- WHAT IS REQUIRED: Read through the listing below, and copy every line where the string "InstallerResult" appears.
** MATERIAL TO PROCESS follows **
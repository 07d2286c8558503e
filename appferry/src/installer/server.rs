//! TLS install server.
//!
//! ```text
//! device ──TLS (SNI = server name)──► accept loop ──► per-connection task
//!                                                         │
//!                                        hyper auto (h1/h2) + axum router
//!                                          ├── /<token>/manifest.plist
//!                                          └── /<token>/package.ipa  (ranged)
//! ```
//!
//! Each server instance serves one session: one artifact behind a random
//! path token. A failed TLS handshake stops the instance and is reported by
//! [`RunningInstallServer::wait`]; there is no plaintext fallback.

use std::net::SocketAddr;
use std::path::PathBuf;
use std::sync::Arc;

use axum::extract::State;
use axum::http::header;
use axum::response::IntoResponse;
use axum::routing::get;
use axum::Router;
use bytes::Bytes;
use hyper_util::rt::{TokioExecutor, TokioIo};
use hyper_util::server::conn::auto;
use hyper_util::service::TowerToHyperService;
use parking_lot::Mutex;
use rand::RngCore;
use rustls::ServerConfig;
use tokio::net::{TcpListener, TcpStream};
use tokio::task::JoinHandle;
use tokio_rustls::TlsAcceptor;
use tokio_util::sync::CancellationToken;
use tower_http::services::ServeFile;
use tower_http::trace::TraceLayer;
use tracing::{debug, error, info, warn};

use super::config::InstallerConfig;
use super::error::{InstallerError, InstallerResult};
use super::manifest::{itms_services_url, InstallManifest};
use crate::package::PackageManifest;

/// Content type of the install manifest.
const PLIST_CONTENT_TYPE: &str = "application/xml";

/// Random bytes in a session token (hex-encoded to twice this length).
const TOKEN_BYTES: usize = 12;

/// One artifact offered to devices.
#[derive(Debug, Clone)]
pub struct InstallSession {
    token: String,
    artifact: PathBuf,
    manifest: PackageManifest,
}

impl InstallSession {
    /// Offer the completed `manifest` whose artifact lives at `artifact`.
    pub fn new(manifest: PackageManifest, artifact: PathBuf) -> Self {
        Self {
            token: session_token(),
            artifact,
            manifest,
        }
    }

    pub fn token(&self) -> &str {
        &self.token
    }

    pub fn artifact(&self) -> &std::path::Path {
        &self.artifact
    }
}

/// Random path segment for a session.
fn session_token() -> String {
    let mut token = [0u8; TOKEN_BYTES];
    rand::rng().fill_bytes(&mut token);
    hex::encode(token)
}

struct SessionState {
    plist: Bytes,
}

/// Starts install servers.
pub struct InstallServer;

impl InstallServer {
    /// Bind and start serving `session` over `tls`.
    pub async fn start(
        config: &InstallerConfig,
        tls: Arc<ServerConfig>,
        session: InstallSession,
    ) -> InstallerResult<RunningInstallServer> {
        if !tokio::fs::try_exists(&session.artifact).await.unwrap_or(false) {
            return Err(InstallerError::ArtifactMissing {
                path: session.artifact.clone(),
            });
        }

        let addr = SocketAddr::new(config.bind_addr, config.port);
        let listener = TcpListener::bind(addr)
            .await
            .map_err(|source| InstallerError::Bind { addr, source })?;
        let local_addr = listener.local_addr()?;

        let base_url = format!(
            "https://{}:{}/{}",
            config.server_name,
            local_addr.port(),
            session.token
        );
        let package_url = format!("{}/package.ipa", base_url);
        let plist = InstallManifest::for_package(&session.manifest, &package_url).to_plist();

        let app = Router::new()
            .route(
                &format!("/{}/manifest.plist", session.token),
                get(serve_manifest),
            )
            .route_service(
                &format!("/{}/package.ipa", session.token),
                ServeFile::new(&session.artifact),
            )
            .layer(TraceLayer::new_for_http())
            .with_state(Arc::new(SessionState {
                plist: Bytes::from(plist),
            }));

        let cancel = CancellationToken::new();
        let failure = Arc::new(Mutex::new(None));
        let handle = tokio::spawn(accept_loop(
            listener,
            TlsAcceptor::from(tls),
            app,
            cancel.clone(),
            Arc::clone(&failure),
        ));

        info!(
            %local_addr,
            id = %session.manifest.id,
            bundle_id = %session.manifest.package.software.bundle_id,
            "Install server listening"
        );
        Ok(RunningInstallServer {
            local_addr,
            manifest_url: format!("{}/manifest.plist", base_url),
            package_url,
            cancel,
            failure,
            handle: Some(handle),
        })
    }
}

async fn serve_manifest(State(state): State<Arc<SessionState>>) -> impl IntoResponse {
    ([(header::CONTENT_TYPE, PLIST_CONTENT_TYPE)], state.plist.clone())
}

async fn accept_loop(
    listener: TcpListener,
    acceptor: TlsAcceptor,
    app: Router,
    cancel: CancellationToken,
    failure: Arc<Mutex<Option<InstallerError>>>,
) {
    loop {
        let (stream, peer) = tokio::select! {
            _ = cancel.cancelled() => break,
            accepted = listener.accept() => match accepted {
                Ok(accepted) => accepted,
                Err(e) => {
                    warn!(error = %e, "Failed to accept connection");
                    continue;
                }
            },
        };
        debug!(%peer, "Accepted connection");
        tokio::spawn(serve_connection(
            stream,
            peer,
            acceptor.clone(),
            app.clone(),
            cancel.clone(),
            Arc::clone(&failure),
        ));
    }
    debug!("Install server accept loop stopped");
}

async fn serve_connection(
    stream: TcpStream,
    peer: SocketAddr,
    acceptor: TlsAcceptor,
    app: Router,
    cancel: CancellationToken,
    failure: Arc<Mutex<Option<InstallerError>>>,
) {
    let tls_stream = match acceptor.accept(stream).await {
        Ok(tls_stream) => tls_stream,
        Err(e) => {
            error!(%peer, error = %e, "TLS handshake failed, stopping install server");
            failure
                .lock()
                .get_or_insert(InstallerError::TlsHandshake {
                    peer,
                    reason: e.to_string(),
                });
            cancel.cancel();
            return;
        }
    };

    let builder = auto::Builder::new(TokioExecutor::new());
    let connection =
        builder.serve_connection(TokioIo::new(tls_stream), TowerToHyperService::new(app));
    tokio::pin!(connection);

    tokio::select! {
        result = connection.as_mut() => {
            if let Err(e) = result {
                debug!(%peer, error = %e, "Connection closed with error");
            }
        }
        _ = cancel.cancelled() => {
            debug!(%peer, "Dropping connection on shutdown");
        }
    }
}

/// Handle to a running install server.
pub struct RunningInstallServer {
    local_addr: SocketAddr,
    manifest_url: String,
    package_url: String,
    cancel: CancellationToken,
    failure: Arc<Mutex<Option<InstallerError>>>,
    handle: Option<JoinHandle<()>>,
}

impl RunningInstallServer {
    pub fn local_addr(&self) -> SocketAddr {
        self.local_addr
    }

    pub fn manifest_url(&self) -> &str {
        &self.manifest_url
    }

    pub fn package_url(&self) -> &str {
        &self.package_url
    }

    /// The link to open on the device to start installing.
    pub fn itms_services_url(&self) -> String {
        itms_services_url(&self.manifest_url)
    }

    pub fn is_running(&self) -> bool {
        !self.cancel.is_cancelled()
    }

    /// Resolves once the server has been shut down or has failed.
    pub async fn stopped(&self) {
        self.cancel.cancelled().await
    }

    /// Stop accepting connections and close open ones.
    pub fn shutdown(&self) {
        self.cancel.cancel();
    }

    /// Wait for the server to stop.
    ///
    /// Returns the handshake failure that stopped it, if any.
    pub async fn wait(mut self) -> InstallerResult<()> {
        if let Some(handle) = self.handle.take() {
            if let Err(e) = handle.await {
                warn!(error = %e, "Install server task ended abnormally");
            }
        }
        match self.failure.lock().take() {
            Some(e) => Err(e),
            None => Ok(()),
        }
    }
}

impl Drop for RunningInstallServer {
    fn drop(&mut self) {
        self.cancel.cancel();
    }
}

#[cfg(test)]
mod tests {
    use super::*;
    use crate::package::{AccountRef, DownloadTicket, PackageDescriptor, Software};

    fn manifest() -> PackageManifest {
        PackageManifest::new(
            AccountRef::new("acct", "a@example.com"),
            PackageDescriptor::new(Software::new("com.example.app", "Example", "1.0"), "1"),
            DownloadTicket::new("https://example.com/a.ipa"),
        )
    }

    #[test]
    fn test_session_tokens_are_random_hex() {
        let a = InstallSession::new(manifest(), PathBuf::from("/a.ipa"));
        let b = InstallSession::new(manifest(), PathBuf::from("/a.ipa"));
        assert_eq!(a.token().len(), TOKEN_BYTES * 2);
        assert!(a.token().chars().all(|c| c.is_ascii_hexdigit()));
        // Same package, same instant: only entropy separates the two.
        assert_ne!(a.token(), b.token());
    }

    #[tokio::test]
    async fn test_missing_artifact_is_rejected() {
        let bundle = crate::installer::CertificateBundle::load(&InstallerConfig::new(
            PathBuf::from(env!("CARGO_MANIFEST_DIR")).join("tests/fixtures/certs"),
        ))
        .unwrap();
        let tls = crate::installer::setup_tls(&bundle).unwrap();
        let session = InstallSession::new(manifest(), PathBuf::from("/nonexistent/a.ipa"));

        let result = InstallServer::start(&InstallerConfig::default(), tls, session).await;
        assert!(matches!(result, Err(InstallerError::ArtifactMissing { .. })));
    }
}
** End of MATERIAL TO PROCESS **
- OUTPUT:
use super::error::{InstallerError, InstallerResult};
    ) -> InstallerResult<RunningInstallServer> {
    pub async fn wait(mut self) -> InstallerResult<()> {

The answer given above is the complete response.